The software on the Sony DPT-RP1 still needs some improving to add more features, but the hardware is outstanding.
The quad-core processor is zippier than typical processors used with E Ink, and writing with the stylus feels surprisingly similar to writing on real paper.
One key to the lightweight design is the flexible plastic-based E Ink screen.
Normally E Ink screens use glass backplanes that are heavier and can easily crack.
Often plastic is considered cheaper and inferior to glass, but not when it comes to E Ink screens. Plastic is the way of the future. It weighs much less than glass and is virtually shatterproof.

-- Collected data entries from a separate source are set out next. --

use super::Expand;
use crate::schema::AssociationKind;

use proc_macro2::TokenStream;
use quote::quote;

impl Expand<'_> {
    pub(super) fn expand_record_impl(&self) -> TokenStream {
        let minirecord = &self.minirecord;
        let ident = &self.model.ident;
        let name = self.model.name();
        let table_name = &self.model.table_name;
        let column_names = self.model.columns.iter().map(|column| &column.name);
        let declarations = self.expand_association_declarations();
        let blank_fields = self.model.columns.iter().map(|column| {
            let field = &column.ident;
            quote!(#field: #minirecord::None,)
        });
        let read_arms = self.model.columns.iter().map(|column| {
            let field = &column.ident;
            let column_name = &column.name;
            let ty = &column.ty;
            quote! {
                #column_name => #minirecord::Ok(
                    <#ty as #minirecord::Primitive>::option_into_value(
                        #minirecord::Option::clone(&self.#field)
                    )
                ),
            }
        });
        let write_arms = self.model.columns.iter().map(|column| {
            let field = &column.ident;
            let column_name = &column.name;
            let ty = &column.ty;
            quote! {
                #column_name => {
                    self.#field = <#ty as #minirecord::Primitive>::load_option(value)?;
                    #minirecord::Ok(())
                }
            }
        });

        quote! {
            impl #minirecord::Record for #ident {
                const NAME: &'static str = #name;
                const TABLE_NAME: &'static str = #table_name;
                const COLUMNS: &'static [&'static str] = &[#( #column_names ),*];

                fn associations() -> #minirecord::Associations {
                    #[allow(unused_mut)]
                    let mut associations = #minirecord::Associations::new(#name);
                    #declarations
                    associations
                }

                fn blank() -> Self {
                    Self {
                        #( #blank_fields )*
                    }
                }

                fn read(&self, column: &str) -> #minirecord::Result<#minirecord::Value> {
                    match column {
                        #( #read_arms )*
                        _ => #minirecord::Err(#minirecord::Error::unknown_attribute(column)),
                    }
                }

                fn write(&mut self, column: &str, value: #minirecord::Value) -> #minirecord::Result<()> {
                    match column {
                        #( #write_arms )*
                        _ => #minirecord::Err(#minirecord::Error::unknown_attribute(column)),
                    }
                }
            }
        }
    }

    /// Registers the direct associations. Through associations are resolved
    /// from these at call time and are not registered.
    fn expand_association_declarations(&self) -> TokenStream {
        let minirecord = &self.minirecord;

        self.model
            .associations
            .iter()
            .filter(|association| !association.kind.is_through())
            .map(|association| {
                let name = association.name();
                let class_name = association.class_name.to_string();
                let method = match association.kind {
                    AssociationKind::BelongsTo => quote!(belongs_to),
                    _ => quote!(has_many),
                };
                let foreign_key = association
                    .foreign_key
                    .iter()
                    .map(|lit| quote!(.foreign_key(#lit)));
                let primary_key = association
                    .primary_key
                    .iter()
                    .map(|lit| quote!(.primary_key(#lit)));

                quote! {
                    associations.#method(
                        #name,
                        #minirecord::AssociationOptions::new()
                            .class_name(#class_name)
                            #( #foreign_key )*
                            #( #primary_key )*
                    );
                }
            })
            .collect()
    }
}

Hopefully someday soon smaller ereaders will start using similar hardware components as the Sony DPT-RP1. Now every time I pick up the Kobo Aura One I wish it was more like the Sony. It has a similar feel of thinness (it’s only 1mm thicker) but the glass screen adds a lot of extra weight.
A 6-inch model with the a plastic-based screen would probably weigh less than 100 grams, or about half that of the current Kindle Paperwhite, and the flexible screen would help make it more durable.
Sony is known for being a pioneer in the field of E Ink readers. Perhaps the Sony DPT-RP1 is a glimpse at what mainstream ereaders will be like in a few years. Super lightweight, much faster, more durable.